L’incessante lavoro informativo svolto dalla Autorità Garante per la Protezione dei Dati Personali che, senza soluzione di continuità, si sta adoperando in Italia e all’estero per ottenere un risultato condiviso, andrà purtroppo di pari passo con l’incessante lavoro degli hacker che, prima ancora delle promesse sanzioni, costringeranno la società civile alla comprensione dell’emergenza afferente i possibili abusi nel trattamento dei dati personali.
I nostri dati aggregati rappresentano un enorme patrimonio informativo ma il loro utilizzo, in assenza di opportune cautele, può comportare rischi specifici per la tutela della riservatezza dei soggetti interessati, tenuto conto che, grazie alle nuove tecnologie e alle tecniche di analisi ed elaborazione, risulta possibile “re-identificare” un soggetto attraverso informazioni apparentemente anonime.
Difatti se è pur vero che tramite la digitalizzazione si renderà possibile acquisire e memorizzare grandi quantità di dati e l’analisi di questi ultimi potrà risultare vantaggiosa per la società, proprio per la capacità di prevedere azioni o eventi futuri (come la diffusione di epidemie o come la possibilità di combattere l’inquinamento nelle grandi città) è altrettanto possibile che tramite il controllo di informazioni personali si possa arrivare ad approfittare dei nostri portafogli e ipotesi ancor più insidiosa e grave ad influenzare le coscienze.

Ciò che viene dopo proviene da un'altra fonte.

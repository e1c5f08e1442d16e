//! # Monochrome Conversion
//!
//! Thermal printers print black or nothing. Grayscale pixels are turned
//! into dots either by a fixed threshold or by ordered (Bayer 8x8)
//! dithering, then packed eight to a byte.
//!
//! ## Ordered Dithering
//!
//! For each pixel position (x, y):
//!
//! 1. Look up a threshold from the matrix using (x mod 8, y mod 8)
//! 2. Compare the pixel's darkness to the threshold
//! 3. If darkness > threshold, print black; otherwise leave white
//!
//! Matrix values 0-63 are normalized to `(value + 0.5) / 64.0`, so full
//! black always prints and full white never does.

/// How grayscale pixels become dots.
#[derive(Debug, Clone, Copy, PartialEq, Eq)]
pub enum Dither {
    /// Luma strictly below the value prints black.
    Threshold(u8),
    /// Bayer 8x8 ordered dithering.
    Bayer,
}

impl Default for Dither {
    fn default() -> Self {
        Dither::Threshold(128)
    }
}

/// Bayer 8x8 dithering matrix
pub const BAYER8: [[u8; 8]; 8] = [
    [0, 32, 8, 40, 2, 34, 10, 42],
    [48, 16, 56, 24, 50, 18, 58, 26],
    [12, 44, 4, 36, 14, 46, 6, 38],
    [60, 28, 52, 20, 62, 30, 54, 22],
    [3, 35, 11, 43, 1, 33, 9, 41],
    [51, 19, 59, 27, 49, 17, 57, 25],
    [15, 47, 7, 39, 13, 45, 5, 37],
    [63, 31, 55, 23, 61, 29, 53, 21],
];

/// Dithering threshold for a pixel position, in (0, 1).
#[inline]
pub fn threshold(x: usize, y: usize) -> f32 {
    let matrix_value = BAYER8[y & 7][x & 7];
    (matrix_value as f32 + 0.5) / 64.0
}

impl Dither {
    /// Decide whether the pixel at (x, y) with 8-bit luma prints a dot.
    ///
    /// Luma 0 is black, 255 is white.
    #[inline]
    pub fn is_black(self, x: usize, y: usize, luma: u8) -> bool {
        match self {
            Dither::Threshold(level) => luma < level,
            Dither::Bayer => {
                let darkness = 1.0 - luma as f32 / 255.0;
                darkness > threshold(x, y)
            }
        }
    }
}

/// Pack a row of pixels (true = black) MSB-first, padding the last byte
/// with white.
///
/// ```
/// use recibo::raster::dither::pack_row;
///
/// assert_eq!(pack_row(&[true, true, false, false, true, false, true, false]), vec![0xCA]);
/// assert_eq!(pack_row(&[true; 12]), vec![0xFF, 0xF0]);
/// ```
pub fn pack_row(pixels: &[bool]) -> Vec<u8> {
    let mut bytes = vec![0u8; pixels.len().div_ceil(8)];
    for (i, _) in pixels.iter().enumerate().filter(|(_, black)| **black) {
        bytes[i / 8] |= 0x80 >> (i % 8);
    }
    bytes
}
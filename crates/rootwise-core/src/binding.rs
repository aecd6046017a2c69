//! Reactive resource binding.
//!
//! A [`ResourceBinding`] ties a parameterized fetch operation to a
//! `{data, loading, error}` slot that observers watch through a
//! `tokio::sync::watch` channel. Every screen that reads backend data owns
//! one.
//!
//! Each fetch is tagged with a generation number taken at issue time.
//! A result is applied only if its generation is still the latest issued,
//! so the most recently issued `refetch` decides the observed state no
//! matter in which order the network calls complete.
//!
//! Fetches run on spawned tasks. Dropping a `refetch` future stops the
//! caller waiting, not the fetch: the call still settles on completion.

use std::fmt::Display;
use std::future::Future;
use std::panic::AssertUnwindSafe;
use std::sync::{Arc, Mutex, MutexGuard, PoisonError};

use async_trait::async_trait;
use futures::future::BoxFuture;
use futures::FutureExt;
use tokio::sync::watch;
use tokio::task::JoinHandle;
use tracing::{debug, warn};

use crate::obs;

/// Boxed fetch future.
pub type FetchFuture<T, E> = BoxFuture<'static, Result<T, E>>;

/// Type-erased fetch operation.
pub type FetchFn<P, T, E> = Arc<dyn Fn(P) -> FetchFuture<T, E> + Send + Sync>;

/// Observable state of a binding.
#[derive(Debug, Clone, PartialEq)]
pub struct ResourceState<T, E> {
    /// Absent until the first fetch resolves successfully
    pub data: Option<T>,
    /// True exactly while the latest issued fetch is outstanding
    pub loading: bool,
    /// Failure of the latest settled fetch, cleared by the next success
    pub error: Option<E>,
}

/// Construction options.
#[derive(Debug, Clone, Copy, Default, PartialEq, Eq)]
pub struct BindingOptions {
    /// Do not issue the initial fetch on construction
    pub skip: bool,
}

struct Issued<P> {
    params: P,
    generation: u64,
}

/// Slot and issue counter, shared with the fetch tasks.
struct Shared<P, T, E> {
    issued: Mutex<Issued<P>>,
    slot: watch::Sender<ResourceState<T, E>>,
}

impl<P, T, E: Display> Shared<P, T, E> {
    fn lock_issued(&self) -> MutexGuard<'_, Issued<P>> {
        self.issued.lock().unwrap_or_else(PoisonError::into_inner)
    }

    fn settle(&self, generation: u64, result: Result<T, E>) -> bool {
        let issued = self.lock_issued();
        if issued.generation != generation {
            obs::emit_fetch_discarded(generation, issued.generation);
            return false;
        }
        self.slot.send_modify(|state| {
            state.loading = false;
            match result {
                Ok(data) => {
                    state.data = Some(data);
                    state.error = None;
                }
                Err(err) => {
                    warn!(generation, error = %err, "fetch failed");
                    state.error = Some(err);
                }
            }
        });
        true
    }

    /// The fetch panicked; clear `loading` if it was the latest call.
    fn abandon(&self, generation: u64) {
        let issued = self.lock_issued();
        if issued.generation == generation {
            warn!(generation, "fetch panicked");
            self.slot.send_modify(|state| state.loading = false);
        }
    }
}

/// Binds a fetch operation `F(params) -> Result<T, E>` to a reactive slot.
pub struct ResourceBinding<P, T, E> {
    fetch: FetchFn<P, T, E>,
    shared: Arc<Shared<P, T, E>>,
}

impl<P, T, E> ResourceBinding<P, T, E>
where
    P: Clone + Send + Sync + 'static,
    T: Clone + Send + Sync + 'static,
    E: Clone + Display + Send + Sync + 'static,
{
    /// Create a binding and issue the initial fetch with `params`.
    ///
    /// # Panics
    ///
    /// Panics when called outside a Tokio runtime, as the initial fetch is
    /// spawned onto it. Use [`ResourceBinding::with_options`] with `skip`
    /// to construct without a runtime.
    pub fn new<F, Fut>(fetch: F, params: P) -> Arc<Self>
    where
        F: Fn(P) -> Fut + Send + Sync + 'static,
        Fut: Future<Output = Result<T, E>> + Send + 'static,
    {
        Self::with_options(fetch, params, BindingOptions::default())
    }

    /// Create a binding; the initial fetch is issued unless `options.skip`.
    ///
    /// # Panics
    ///
    /// Panics when the initial fetch must be issued outside a Tokio runtime.
    pub fn with_options<F, Fut>(fetch: F, params: P, options: BindingOptions) -> Arc<Self>
    where
        F: Fn(P) -> Fut + Send + Sync + 'static,
        Fut: Future<Output = Result<T, E>> + Send + 'static,
    {
        let fetch: FetchFn<P, T, E> = Arc::new(move |p| fetch(p).boxed());
        let (slot, _) = watch::channel(ResourceState {
            data: None,
            loading: false,
            error: None,
        });
        let binding = Arc::new(Self {
            fetch,
            shared: Arc::new(Shared {
                issued: Mutex::new(Issued {
                    params,
                    generation: 0,
                }),
                slot,
            }),
        });

        if !options.skip {
            // Issued synchronously so a refetch made right after construction
            // already supersedes the initial call.
            drop(binding.spawn_fetch(None));
        }
        binding
    }

    /// Re-issue the fetch with `new_params`, or with the last-used params.
    ///
    /// Returns `true` when this call's result was applied, `false` when a
    /// newer call superseded it.
    pub async fn refetch(&self, new_params: Option<P>) -> bool {
        match self.spawn_fetch(new_params).await {
            Ok(applied) => applied,
            Err(err) => {
                warn!(error = %err, "fetch task did not finish");
                false
            }
        }
    }

    /// Current state snapshot.
    pub fn state(&self) -> ResourceState<T, E> {
        self.shared.slot.borrow().clone()
    }

    pub fn data(&self) -> Option<T> {
        self.shared.slot.borrow().data.clone()
    }

    pub fn loading(&self) -> bool {
        self.shared.slot.borrow().loading
    }

    pub fn error(&self) -> Option<E> {
        self.shared.slot.borrow().error.clone()
    }

    /// Last-used parameters.
    pub fn params(&self) -> P {
        self.shared.lock_issued().params.clone()
    }

    /// Number of fetches issued so far.
    pub fn generation(&self) -> u64 {
        self.shared.lock_issued().generation
    }

    /// Observe state changes.
    pub fn subscribe(&self) -> watch::Receiver<ResourceState<T, E>> {
        self.shared.slot.subscribe()
    }

    fn issue(&self, new_params: Option<P>) -> (u64, FetchFuture<T, E>) {
        let (generation, params) = {
            let mut issued = self.shared.lock_issued();
            if let Some(params) = new_params {
                issued.params = params;
            }
            issued.generation += 1;
            self.shared.slot.send_modify(|state| state.loading = true);
            (issued.generation, issued.params.clone())
        };
        debug!(generation, "fetch issued");
        (generation, (self.fetch)(params))
    }

    /// Issue a fetch and settle it on its own task.
    fn spawn_fetch(&self, new_params: Option<P>) -> JoinHandle<bool> {
        let (generation, call) = self.issue(new_params);
        let shared = Arc::clone(&self.shared);
        tokio::spawn(async move {
            match AssertUnwindSafe(call).catch_unwind().await {
                Ok(result) => shared.settle(generation, result),
                Err(_) => {
                    shared.abandon(generation);
                    false
                }
            }
        })
    }
}

/// Something that can be told its data is stale.
#[async_trait]
pub trait Refresh: Send + Sync {
    async fn refresh(&self);
}

#[async_trait]
impl<P, T, E> Refresh for ResourceBinding<P, T, E>
where
    P: Clone + Send + Sync + 'static,
    T: Clone + Send + Sync + 'static,
    E: Clone + Display + Send + Sync + 'static,
{
    async fn refresh(&self) {
        self.refetch(None).await;
    }
}
//! Observability tests for pipeline lifecycle tracing.
//!
//! These tests verify that structured tracing events are emitted for key
//! lifecycle events: stage changes, saved records, orphan cleanup and
//! discarded stale results.

mod common;

use common::{capture_in, Harness, ScriptedClassifier};
use rootwise_core::obs::{
    emit_fetch_discarded, emit_orphan_cleanup, emit_record_saved, emit_stage_changed,
    emit_stale_result_discarded, pipeline_span,
};
use rootwise_core::Stage;
use tracing_test::traced_test;

/// Test: emit_stage_changed creates an info-level event
#[traced_test]
#[test]
fn test_emit_stage_changed_logs_transition() {
    emit_stage_changed(3, Stage::Captured, Stage::Analyzing);
    assert!(logs_contain("pipeline.stage_changed"));
    assert!(logs_contain("Analyzing"));
}

/// Test: a self-transition is not an event
#[traced_test]
#[test]
fn test_emit_stage_changed_skips_noop() {
    emit_stage_changed(3, Stage::Idle, Stage::Idle);
    assert!(!logs_contain("pipeline.stage_changed"));
}

#[traced_test]
#[test]
fn test_emit_record_saved_logs_ids() {
    emit_record_saved(9, "rec-1", "blob-1");
    assert!(logs_contain("rec-1"));
    assert!(logs_contain("blob-1"));
}

#[traced_test]
#[test]
fn test_emit_orphan_cleanup_outcomes() {
    emit_orphan_cleanup("blob-ok", None);
    emit_orphan_cleanup("blob-bad", Some("storage offline"));
    assert!(logs_contain("persistence.orphan_deleted"));
    assert!(logs_contain("persistence.orphan_left"));
    assert!(logs_contain("storage offline"));
}

#[traced_test]
#[test]
fn test_stale_and_discarded_events() {
    emit_stale_result_discarded(4, "classify");
    emit_fetch_discarded(1, 2);
    assert!(logs_contain("pipeline.stale_result_discarded"));
    assert!(logs_contain("binding.fetch_discarded"));
}

#[traced_test]
#[test]
fn test_pipeline_span_tags_events() {
    let span = pipeline_span(42);
    let _guard = span.enter();
    tracing::info!("inside run");
    assert!(logs_contain("run_id=42"));
}

/// Test: a full run emits its lifecycle through the real controller
#[traced_test]
#[tokio::test]
async fn test_full_run_is_traced() {
    let h = Harness::signed_in().await;
    let dir = tempfile::tempdir().unwrap();
    let ctl = h.pipeline(ScriptedClassifier::label("leaf_blight"));

    ctl.accept_capture(capture_in(dir.path(), "leaf.jpg").await).unwrap();
    ctl.send().await.unwrap();
    ctl.submit("Tomato").await.unwrap();

    assert!(logs_contain("AwaitingMetadata"));
    assert!(logs_contain("pipeline.record_saved"));
}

Ben vengano pertanto gli oneri organizzativi e infrastrutturali e le connesse sanzioni – per ora identificate soltanto nel loro massimo – che il legislatore ha ipotizzato promulgando il GDPR con l’intento di disciplinare questa nuova frontiera del diritto, anche se il termine di due anni di tempo concessi alle aziende pubbliche e private per adeguarsi, appare fin troppo esiguo, visti gli investimenti che dovranno essere messi in gioco.
Posta l’importanza etico sociale della sfida, si ritiene che l’Agenda del legislatore nazionale debba considerare prioritaria la pianificazione di incentivi fiscali a vantaggio di tutte quelle aziende private che sia in qualità di Titolari, sia di Responsabili del trattamento, intendano seriamente investire nella data protection.

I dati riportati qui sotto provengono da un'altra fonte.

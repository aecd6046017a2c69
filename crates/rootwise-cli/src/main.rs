//! RootWise CLI
//!
//! The `rootwise` command drives the RootWise core against the hosted
//! backend: scan a plant photo end to end, browse saved records and the
//! disease catalogue, and manage the session and avatar.
//!
//! ## Commands
//!
//! - `login` / `logout` / `whoami`: session management
//! - `scan`: classify an image and save it as a plant record
//! - `records`, `plants`, `record`: browse saved records
//! - `diseases`, `disease`: browse the disease catalogue
//! - `avatar`: replace the profile picture

use std::path::{Path, PathBuf};
use std::sync::Arc;

use anyhow::{bail, Context, Result};
use clap::{Parser, Subcommand};
use rootwise_core::{
    AppConfig, AppContext, Backend, CareAdvice, Disease, FileMediaDevice, FilterState,
    GalleryOptions, HttpClassifier, MediaSource, PipelineController, PlantDetail, PlantRecord,
    Stage,
};
use rootwise_store::{AppwriteClient, AppwriteConfig};
use serde::Serialize;
use tracing::{info, Level};

#[derive(Parser)]
#[command(name = "rootwise")]
#[command(author = "RootWise Developers")]
#[command(version = env!("CARGO_PKG_VERSION"))]
#[command(about = "Plant disease capture and classification", long_about = None)]
struct Cli {
    /// Enable verbose output
    #[arg(short, long, global = true)]
    verbose: bool,

    /// Emit JSON output and JSON-formatted log lines
    #[arg(long, global = true)]
    json: bool,

    #[command(subcommand)]
    command: Commands,
}

#[derive(Subcommand)]
enum Commands {
    /// Exchange the configured login token for a session
    Login,

    /// End the current session
    Logout,

    /// Show the signed-in user
    Whoami,

    /// Classify a plant photo and save it as a record
    Scan {
        /// Image file to classify
        image: PathBuf,

        /// Name of the plant in the photo
        #[arg(short, long)]
        plant: String,
    },

    /// List your plant records, newest first
    Records {
        /// Only show records of this plant ("All" for every plant)
        #[arg(short, long, default_value = "All")]
        filter: String,
    },

    /// List the distinct plants you have recorded
    Plants,

    /// Show one record with its care advice
    Record {
        /// Record ID
        id: String,
    },

    /// Search the disease catalogue
    Diseases {
        /// Free-text search on the disease name
        #[arg(short, long, default_value = "")]
        search: String,

        /// Show the five oldest catalogue entries instead
        #[arg(long, conflicts_with = "search")]
        latest: bool,
    },

    /// Show one catalogue entry
    Disease {
        /// Disease ID
        id: String,
    },

    /// Replace your profile picture
    Avatar {
        /// Image file to upload
        image: PathBuf,
    },
}

#[tokio::main]
async fn main() -> Result<()> {
    dotenvy::dotenv().ok();
    let cli = Cli::parse();

    // Setup logging
    let level = if cli.verbose {
        Level::DEBUG
    } else {
        Level::WARN
    };
    rootwise_core::init_tracing(cli.json, level);

    let config = AppConfig::from_env()
        .map_err(anyhow::Error::msg)
        .context("Failed to load RootWise configuration")?;
    let backend_config = AppwriteConfig::from_env()
        .map_err(anyhow::Error::msg)
        .context("Failed to load backend configuration")?;
    let client = Arc::new(
        AppwriteClient::new(backend_config).context("Failed to create backend client")?,
    );
    let ctx = AppContext::start(config, Backend::appwrite(Arc::clone(&client))).await;
    let out = Output { json: cli.json };

    match cli.command {
        Commands::Login => cmd_login(&ctx, &client, out).await,
        Commands::Logout => cmd_logout(&ctx, out).await,
        Commands::Whoami => cmd_whoami(&ctx, out).await,
        Commands::Scan { image, plant } => cmd_scan(&ctx, &image, &plant, out).await,
        Commands::Records { filter } => cmd_records(&ctx, &filter, out).await,
        Commands::Plants => cmd_plants(&ctx, out).await,
        Commands::Record { id } => cmd_record(&ctx, &id, out).await,
        Commands::Diseases { search, latest } => cmd_diseases(&ctx, &search, latest, out).await,
        Commands::Disease { id } => cmd_disease(&ctx, &id, out).await,
        Commands::Avatar { image } => cmd_avatar(&ctx, &image, out).await,
    }
}

/// Output mode selected by `--json`.
#[derive(Debug, Clone, Copy)]
struct Output {
    json: bool,
}

impl Output {
    /// Print `value` as pretty JSON, or as `human` text.
    fn emit<T: Serialize>(self, value: &T, human: impl FnOnce(&T) -> String) -> Result<()> {
        if self.json {
            println!("{}", serde_json::to_string_pretty(value)?);
        } else {
            println!("{}", human(value));
        }
        Ok(())
    }
}

#[derive(Debug, Serialize)]
struct SessionStatus {
    signed_in: bool,
    name: Option<String>,
    email: Option<String>,
    avatar: Option<String>,
    /// Secret to export as ROOTWISE_SESSION for later invocations
    #[serde(skip_serializing_if = "Option::is_none")]
    session: Option<String>,
}

impl SessionStatus {
    fn of(ctx: &AppContext, avatar: Option<String>) -> Self {
        let user = ctx.user();
        Self {
            signed_in: user.is_some(),
            name: user.as_ref().map(|u| u.name.clone()),
            email: user.as_ref().map(|u| u.email.clone()),
            avatar: avatar.or_else(|| user.and_then(|u| u.avatar)),
            session: None,
        }
    }

    fn describe(&self) -> String {
        match (&self.name, &self.email) {
            (Some(name), Some(email)) => {
                let mut text = format!("Signed in as {name} <{email}>");
                if let Some(avatar) = &self.avatar {
                    text.push_str(&format!("\nAvatar: {avatar}"));
                }
                if let Some(secret) = &self.session {
                    text.push_str(&format!("\nexport ROOTWISE_SESSION={secret}"));
                }
                text
            }
            _ => "Not signed in".to_string(),
        }
    }
}

/// Sign in with the configured login token
async fn cmd_login(ctx: &AppContext, client: &AppwriteClient, out: Output) -> Result<()> {
    if !ctx.sign_in().await.context("Sign in failed")? {
        bail!("No session and no login token; set ROOTWISE_LOGIN_USER_ID and ROOTWISE_LOGIN_SECRET");
    }
    let mut status = SessionStatus::of(ctx, None);
    status.session = client.session_secret();
    out.emit(&status, SessionStatus::describe)
}

/// Sign out
async fn cmd_logout(ctx: &AppContext, out: Output) -> Result<()> {
    ctx.sign_out().await.context("Sign out failed")?;
    out.emit(&SessionStatus::of(ctx, None), |_| "Signed out".to_string())
}

/// Show the signed-in user
async fn cmd_whoami(ctx: &AppContext, out: Output) -> Result<()> {
    let avatar = ctx.avatars().current_avatar().await?;
    out.emit(&SessionStatus::of(ctx, avatar), SessionStatus::describe)
}

/// Run one capture through classification and persistence
async fn cmd_scan(ctx: &AppContext, image: &Path, plant: &str, out: Output) -> Result<()> {
    if !ctx.is_logged_in() {
        bail!("Sign in before scanning plants (rootwise login)");
    }
    let classifier = Arc::new(HttpClassifier::new(&ctx.config().classifier_url));
    let home = ctx.home_binding(&FilterState::new(ctx.user().map(|u| u.email)));
    let pipeline = ctx.pipeline(classifier, home.clone());
    let camera = MediaSource::camera(Arc::new(FileMediaDevice::new(image)));

    run_scan(&pipeline, &camera, plant).await?;
    info!(
        records = ?home.data().map(|records| records.len()),
        "records refreshed"
    );

    let snapshot = pipeline.snapshot();
    let Some(record) = snapshot.record else {
        bail!("Scan finished without a saved record");
    };
    let detail = ctx.records().plant_detail(&record.id).await?;
    match detail {
        Some(detail) => out.emit(&detail, describe_detail),
        None => out.emit(&record, describe_record),
    }
}

async fn run_scan(pipeline: &PipelineController, camera: &MediaSource, plant: &str) -> Result<()> {
    if pipeline.acquire(camera).await? != Stage::Captured {
        bail!("No image captured");
    }
    if let Err(err) = pipeline.send().await {
        return Err(notice_error(pipeline, err));
    }
    if let Some(result) = pipeline.snapshot().classification {
        info!(label = %result.label, "classified");
    }
    if let Err(err) = pipeline.submit(plant).await {
        return Err(notice_error(pipeline, err));
    }
    Ok(())
}

/// Prefer the pipeline's user-facing notice over the raw error.
fn notice_error(pipeline: &PipelineController, err: rootwise_core::PipelineError) -> anyhow::Error {
    match pipeline.snapshot().notice {
        Some(notice) => anyhow::anyhow!("{}: {}", notice.title, notice.message),
        None => err.into(),
    }
}

/// List records, optionally narrowed to one plant
async fn cmd_records(ctx: &AppContext, filter: &str, out: Output) -> Result<()> {
    let mut state = FilterState::new(ctx.user().map(|u| u.email));
    state.select(filter);
    let binding = ctx.home_binding(&state);
    binding.refetch(None).await;

    if let Some(err) = binding.error() {
        return Err(err).context("Failed to load records");
    }
    let records = binding.data().unwrap_or_default();
    out.emit(&records, |records| {
        if records.is_empty() {
            return "No records found.".to_string();
        }
        records
            .iter()
            .map(describe_record)
            .collect::<Vec<_>>()
            .join("\n")
    })
}

/// Distinct plant names
async fn cmd_plants(ctx: &AppContext, out: Output) -> Result<()> {
    let Some(user) = ctx.user() else {
        bail!("Sign in to list your plants (rootwise login)");
    };
    let names = ctx.records().unique_plant_names(&user.email).await?;
    out.emit(&names, |names| {
        if names.is_empty() {
            "No plants recorded yet.".to_string()
        } else {
            names.join("\n")
        }
    })
}

/// One record with advice
async fn cmd_record(ctx: &AppContext, id: &str, out: Output) -> Result<()> {
    let detail = ctx
        .records()
        .plant_detail(id)
        .await
        .with_context(|| format!("Failed to load record '{}'", id))?;
    match detail {
        Some(detail) => out.emit(&detail, describe_detail),
        None => bail!("Sign in to view record '{}'", id),
    }
}

/// Search the catalogue
async fn cmd_diseases(ctx: &AppContext, search: &str, latest: bool, out: Output) -> Result<()> {
    let diseases = if latest {
        ctx.records().latest_diseases().await?
    } else {
        ctx.records().search_diseases(search).await?
    };
    out.emit(&diseases, |diseases| {
        if diseases.is_empty() {
            return "No diseases found.".to_string();
        }
        diseases
            .iter()
            .map(|d| format!("{}  {}", d.id, d.name))
            .collect::<Vec<_>>()
            .join("\n")
    })
}

/// One catalogue entry
async fn cmd_disease(ctx: &AppContext, id: &str, out: Output) -> Result<()> {
    let disease = ctx
        .records()
        .disease(id)
        .await
        .with_context(|| format!("Failed to load disease '{}'", id))?;
    out.emit(&disease, describe_disease)
}

/// Upload a new avatar, deleting the previous one
async fn cmd_avatar(ctx: &AppContext, image: &Path, out: Output) -> Result<()> {
    let avatars = ctx.avatars();
    let old = avatars.current_avatar().await?;
    let gallery = MediaSource::gallery(
        Arc::new(FileMediaDevice::new(image)),
        GalleryOptions::square_crop(),
    );
    let Some(url) = avatars.replace_avatar(&gallery, old.as_deref()).await? else {
        bail!("No image selected");
    };
    out.emit(&url, |url| format!("Avatar updated: {url}"))
}

fn describe_record(record: &PlantRecord) -> String {
    format!(
        "{}  {:<16} {:<24} {}",
        record.id,
        record.plant_name,
        record.disease,
        record.created_at.format("%Y-%m-%d %H:%M")
    )
}

fn describe_detail(detail: &PlantDetail) -> String {
    let heading = match detail.advice {
        CareAdvice::Healthy => "Status",
        _ => "Cure",
    };
    format!(
        "Plant:   {}\nDisease: {}\nImage:   {}\n{heading}:    {}",
        detail.record.plant_name,
        detail.record.disease,
        detail.image_url,
        detail.advice.message()
    )
}

fn describe_disease(disease: &Disease) -> String {
    let mut text = format!("{}\n", disease.name);
    text.push_str(&format!(
        "Cure: {}",
        disease.cure.as_deref().unwrap_or("No cure recorded")
    ));
    if let Some(url) = &disease.image_url {
        text.push_str(&format!("\nImage: {url}"));
    }
    text
}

Le agevolazioni fiscali, in tale modo in linea con le moderne concezioni dello Stato interventista e della finanza funzionale, andrebbero a surrogare veri e propri finanziamenti pubblici, i quali possono essere proficuamente “attribuiti” piegando la via tributaria a fini extrafiscali, dovendo proteggere valori di rilievo costituzionale.